▸ Task item
Transcribe every entry word for word.

▸ Dataset content
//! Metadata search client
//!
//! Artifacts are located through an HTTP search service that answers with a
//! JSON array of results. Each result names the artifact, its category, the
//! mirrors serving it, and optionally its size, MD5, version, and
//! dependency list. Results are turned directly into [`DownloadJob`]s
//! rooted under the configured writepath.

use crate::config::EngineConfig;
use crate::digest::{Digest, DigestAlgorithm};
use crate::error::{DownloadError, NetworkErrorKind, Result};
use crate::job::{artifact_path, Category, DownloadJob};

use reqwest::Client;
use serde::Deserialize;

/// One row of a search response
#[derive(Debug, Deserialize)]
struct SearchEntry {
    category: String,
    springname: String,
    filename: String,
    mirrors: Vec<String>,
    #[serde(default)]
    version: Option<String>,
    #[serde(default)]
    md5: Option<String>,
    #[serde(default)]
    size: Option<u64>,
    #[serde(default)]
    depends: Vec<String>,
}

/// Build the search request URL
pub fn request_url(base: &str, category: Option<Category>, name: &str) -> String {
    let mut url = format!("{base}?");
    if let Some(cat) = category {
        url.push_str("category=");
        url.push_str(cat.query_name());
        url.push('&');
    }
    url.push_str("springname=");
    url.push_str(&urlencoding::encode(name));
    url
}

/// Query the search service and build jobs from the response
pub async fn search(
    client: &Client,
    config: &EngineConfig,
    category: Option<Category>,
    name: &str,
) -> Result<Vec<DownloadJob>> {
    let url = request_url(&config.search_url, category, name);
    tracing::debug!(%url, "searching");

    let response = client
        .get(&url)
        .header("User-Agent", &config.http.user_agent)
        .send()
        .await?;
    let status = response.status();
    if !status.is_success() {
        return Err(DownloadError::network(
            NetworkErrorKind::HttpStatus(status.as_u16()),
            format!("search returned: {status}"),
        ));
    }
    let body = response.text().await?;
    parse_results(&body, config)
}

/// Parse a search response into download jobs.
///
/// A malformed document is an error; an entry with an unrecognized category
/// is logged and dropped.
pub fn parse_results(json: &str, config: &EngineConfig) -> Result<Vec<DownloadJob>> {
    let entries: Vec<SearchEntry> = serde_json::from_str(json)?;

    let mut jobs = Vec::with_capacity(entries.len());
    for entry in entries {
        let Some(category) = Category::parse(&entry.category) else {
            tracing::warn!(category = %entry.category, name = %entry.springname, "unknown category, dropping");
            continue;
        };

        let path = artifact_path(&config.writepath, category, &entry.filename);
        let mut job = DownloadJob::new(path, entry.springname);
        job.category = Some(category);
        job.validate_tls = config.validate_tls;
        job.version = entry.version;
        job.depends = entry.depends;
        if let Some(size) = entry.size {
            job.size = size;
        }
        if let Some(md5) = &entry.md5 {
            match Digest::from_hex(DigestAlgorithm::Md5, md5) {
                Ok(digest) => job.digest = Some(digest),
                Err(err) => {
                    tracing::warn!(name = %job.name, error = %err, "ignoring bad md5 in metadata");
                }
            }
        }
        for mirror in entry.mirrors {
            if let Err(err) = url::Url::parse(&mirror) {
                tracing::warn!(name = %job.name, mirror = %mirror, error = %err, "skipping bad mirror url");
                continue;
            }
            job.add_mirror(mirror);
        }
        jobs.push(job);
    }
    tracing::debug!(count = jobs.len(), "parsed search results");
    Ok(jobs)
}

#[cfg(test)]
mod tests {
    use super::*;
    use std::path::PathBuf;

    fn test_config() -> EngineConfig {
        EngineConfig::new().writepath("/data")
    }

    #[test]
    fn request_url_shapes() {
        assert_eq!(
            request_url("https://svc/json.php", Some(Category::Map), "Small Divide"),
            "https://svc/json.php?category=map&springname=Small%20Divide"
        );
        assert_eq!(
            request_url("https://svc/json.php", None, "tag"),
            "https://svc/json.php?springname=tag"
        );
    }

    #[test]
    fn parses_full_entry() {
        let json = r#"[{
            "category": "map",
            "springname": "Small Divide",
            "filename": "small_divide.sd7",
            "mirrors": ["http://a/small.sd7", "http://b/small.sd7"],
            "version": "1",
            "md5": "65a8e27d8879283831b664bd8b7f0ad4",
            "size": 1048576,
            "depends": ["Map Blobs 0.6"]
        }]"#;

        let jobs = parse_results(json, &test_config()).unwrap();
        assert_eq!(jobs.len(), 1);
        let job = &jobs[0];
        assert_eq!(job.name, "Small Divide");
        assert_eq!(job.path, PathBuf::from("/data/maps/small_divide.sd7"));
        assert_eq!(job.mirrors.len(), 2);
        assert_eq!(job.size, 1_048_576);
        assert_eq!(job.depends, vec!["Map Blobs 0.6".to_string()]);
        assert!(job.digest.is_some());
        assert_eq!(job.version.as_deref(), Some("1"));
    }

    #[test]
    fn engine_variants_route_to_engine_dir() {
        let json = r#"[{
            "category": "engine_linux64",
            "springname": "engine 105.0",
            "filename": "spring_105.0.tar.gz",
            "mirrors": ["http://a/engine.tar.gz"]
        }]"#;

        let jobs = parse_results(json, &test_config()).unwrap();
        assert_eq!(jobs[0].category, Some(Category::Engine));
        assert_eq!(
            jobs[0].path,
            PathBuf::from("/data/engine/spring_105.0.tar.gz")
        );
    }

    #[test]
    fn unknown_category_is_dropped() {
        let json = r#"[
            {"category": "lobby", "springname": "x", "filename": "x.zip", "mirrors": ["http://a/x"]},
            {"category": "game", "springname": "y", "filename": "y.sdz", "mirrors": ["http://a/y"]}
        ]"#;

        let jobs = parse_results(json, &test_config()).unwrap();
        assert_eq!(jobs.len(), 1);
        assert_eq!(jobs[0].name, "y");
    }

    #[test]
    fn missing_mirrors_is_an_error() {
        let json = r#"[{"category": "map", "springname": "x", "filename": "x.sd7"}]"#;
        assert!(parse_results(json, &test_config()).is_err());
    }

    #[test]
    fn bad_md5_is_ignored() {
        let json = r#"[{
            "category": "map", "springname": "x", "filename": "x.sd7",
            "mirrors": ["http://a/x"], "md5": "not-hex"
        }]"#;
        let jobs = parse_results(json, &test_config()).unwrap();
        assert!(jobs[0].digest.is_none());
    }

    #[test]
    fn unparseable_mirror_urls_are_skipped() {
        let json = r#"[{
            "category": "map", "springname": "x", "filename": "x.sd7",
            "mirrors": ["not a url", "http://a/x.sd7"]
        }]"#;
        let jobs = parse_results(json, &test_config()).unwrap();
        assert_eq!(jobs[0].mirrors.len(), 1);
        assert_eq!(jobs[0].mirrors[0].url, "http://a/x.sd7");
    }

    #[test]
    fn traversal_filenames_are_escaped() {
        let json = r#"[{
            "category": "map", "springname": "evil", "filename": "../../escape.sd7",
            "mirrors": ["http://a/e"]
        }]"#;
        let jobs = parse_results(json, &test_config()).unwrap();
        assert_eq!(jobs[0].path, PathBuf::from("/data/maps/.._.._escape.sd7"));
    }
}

▸ Solution below
//! Metadata search client
//!
//! Artifacts are located through an HTTP search service that answers with a
//! JSON array of results. Each result names the artifact, its category, the
//! mirrors serving it, and optionally its size, MD5, version, and
//! dependency list. Results are turned directly into [`DownloadJob`]s
//! rooted under the configured writepath.

use crate::config::EngineConfig;
use crate::digest::{Digest, DigestAlgorithm};
use crate::error::{DownloadError, NetworkErrorKind, Result};
use crate::job::{artifact_path, Category, DownloadJob};

use reqwest::Client;
use serde::Deserialize;

/// One row of a search response
#[derive(Debug, Deserialize)]
struct SearchEntry {
    category: String,
    springname: String,
    filename: String,
    mirrors: Vec<String>,
    #[serde(default)]
    version: Option<String>,
    #[serde(default)]
    md5: Option<String>,
    #[serde(default)]
    size: Option<u64>,
    #[serde(default)]
    depends: Vec<String>,
}

/// Build the search request URL
pub fn request_url(base: &str, category: Option<Category>, name: &str) -> String {
    let mut url = format!("{base}?");
    if let Some(cat) = category {
        url.push_str("category=");
        url.push_str(cat.query_name());
        url.push('&');
    }
    url.push_str("springname=");
    url.push_str(&urlencoding::encode(name));
    url
}

/// Query the search service and build jobs from the response
pub async fn search(
    client: &Client,
    config: &EngineConfig,
    category: Option<Category>,
    name: &str,
) -> Result<Vec<DownloadJob>> {
    let url = request_url(&config.search_url, category, name);
    tracing::debug!(%url, "searching");

    let response = client
        .get(&url)
        .header("User-Agent", &config.http.user_agent)
        .send()
        .await?;
    let status = response.status();
    if !status.is_success() {
        return Err(DownloadError::network(
            NetworkErrorKind::HttpStatus(status.as_u16()),
            format!("search returned: {status}"),
        ));
    }
    let body = response.text().await?;
    parse_results(&body, config)
}

/// Parse a search response into download jobs.
///
/// A malformed document is an error; an entry with an unrecognized category
/// is logged and dropped.
pub fn parse_results(json: &str, config: &EngineConfig) -> Result<Vec<DownloadJob>> {
    let entries: Vec<SearchEntry> = serde_json::from_str(json)?;

    let mut jobs = Vec::with_capacity(entries.len());
    for entry in entries {
        let Some(category) = Category::parse(&entry.category) else {
            tracing::warn!(category = %entry.category, name = %entry.springname, "unknown category, dropping");
            continue;
        };

        let path = artifact_path(&config.writepath, category, &entry.filename);
        let mut job = DownloadJob::new(path, entry.springname);
        job.category = Some(category);
        job.validate_tls = config.validate_tls;
        job.version = entry.version;
        job.depends = entry.depends;
        if let Some(size) = entry.size {
            job.size = size;
        }
        if let Some(md5) = &entry.md5 {
            match Digest::from_hex(DigestAlgorithm::Md5, md5) {
                Ok(digest) => job.digest = Some(digest),
                Err(err) => {
                    tracing::warn!(name = %job.name, error = %err, "ignoring bad md5 in metadata");
                }
            }
        }
        for mirror in entry.mirrors {
            if let Err(err) = url::Url::parse(&mirror) {
                tracing::warn!(name = %job.name, mirror = %mirror, error = %err, "skipping bad mirror url");
                continue;
            }
            job.add_mirror(mirror);
        }
        jobs.push(job);
    }
    tracing::debug!(count = jobs.len(), "parsed search results");
    Ok(jobs)
}

#[cfg(test)]
mod tests {
    use super::*;
    use std::path::PathBuf;

    fn test_config() -> EngineConfig {
        EngineConfig::new().writepath("/data")
    }

    #[test]
    fn request_url_shapes() {
        assert_eq!(
            request_url("https://svc/json.php", Some(Category::Map), "Small Divide"),
            "https://svc/json.php?category=map&springname=Small%20Divide"
        );
        assert_eq!(
            request_url("https://svc/json.php", None, "tag"),
            "https://svc/json.php?springname=tag"
        );
    }

    #[test]
    fn parses_full_entry() {
        let json = r#"[{
            "category": "map",
            "springname": "Small Divide",
            "filename": "small_divide.sd7",
            "mirrors": ["http://a/small.sd7", "http://b/small.sd7"],
            "version": "1",
            "md5": "65a8e27d8879283831b664bd8b7f0ad4",
            "size": 1048576,
            "depends": ["Map Blobs 0.6"]
        }]"#;

        let jobs = parse_results(json, &test_config()).unwrap();
        assert_eq!(jobs.len(), 1);
        let job = &jobs[0];
        assert_eq!(job.name, "Small Divide");
        assert_eq!(job.path, PathBuf::from("/data/maps/small_divide.sd7"));
        assert_eq!(job.mirrors.len(), 2);
        assert_eq!(job.size, 1_048_576);
        assert_eq!(job.depends, vec!["Map Blobs 0.6".to_string()]);
        assert!(job.digest.is_some());
        assert_eq!(job.version.as_deref(), Some("1"));
    }

    #[test]
    fn engine_variants_route_to_engine_dir() {
        let json = r#"[{
            "category": "engine_linux64",
            "springname": "engine 105.0",
            "filename": "spring_105.0.tar.gz",
            "mirrors": ["http://a/engine.tar.gz"]
        }]"#;

        let jobs = parse_results(json, &test_config()).unwrap();
        assert_eq!(jobs[0].category, Some(Category::Engine));
        assert_eq!(
            jobs[0].path,
            PathBuf::from("/data/engine/spring_105.0.tar.gz")
        );
    }

    #[test]
    fn unknown_category_is_dropped() {
        let json = r#"[
            {"category": "lobby", "springname": "x", "filename": "x.zip", "mirrors": ["http://a/x"]},
            {"category": "game", "springname": "y", "filename": "y.sdz", "mirrors": ["http://a/y"]}
        ]"#;

        let jobs = parse_results(json, &test_config()).unwrap();
        assert_eq!(jobs.len(), 1);
        assert_eq!(jobs[0].name, "y");
    }

    #[test]
    fn missing_mirrors_is_an_error() {
        let json = r#"[{"category": "map", "springname": "x", "filename": "x.sd7"}]"#;
        assert!(parse_results(json, &test_config()).is_err());
    }

    #[test]
    fn bad_md5_is_ignored() {
        let json = r#"[{
            "category": "map", "springname": "x", "filename": "x.sd7",
            "mirrors": ["http://a/x"], "md5": "not-hex"
        }]"#;
        let jobs = parse_results(json, &test_config()).unwrap();
        assert!(jobs[0].digest.is_none());
    }

    #[test]
    fn unparseable_mirror_urls_are_skipped() {
        let json = r#"[{
            "category": "map", "springname": "x", "filename": "x.sd7",
            "mirrors": ["not a url", "http://a/x.sd7"]
        }]"#;
        let jobs = parse_results(json, &test_config()).unwrap();
        assert_eq!(jobs[0].mirrors.len(), 1);
        assert_eq!(jobs[0].mirrors[0].url, "http://a/x.sd7");
    }

    #[test]
    fn traversal_filenames_are_escaped() {
        let json = r#"[{
            "category": "map", "springname": "evil", "filename": "../../escape.sd7",
            "mirrors": ["http://a/e"]
        }]"#;
        let jobs = parse_results(json, &test_config()).unwrap();
        assert_eq!(jobs[0].path, PathBuf::from("/data/maps/.._.._escape.sd7"));
    }
}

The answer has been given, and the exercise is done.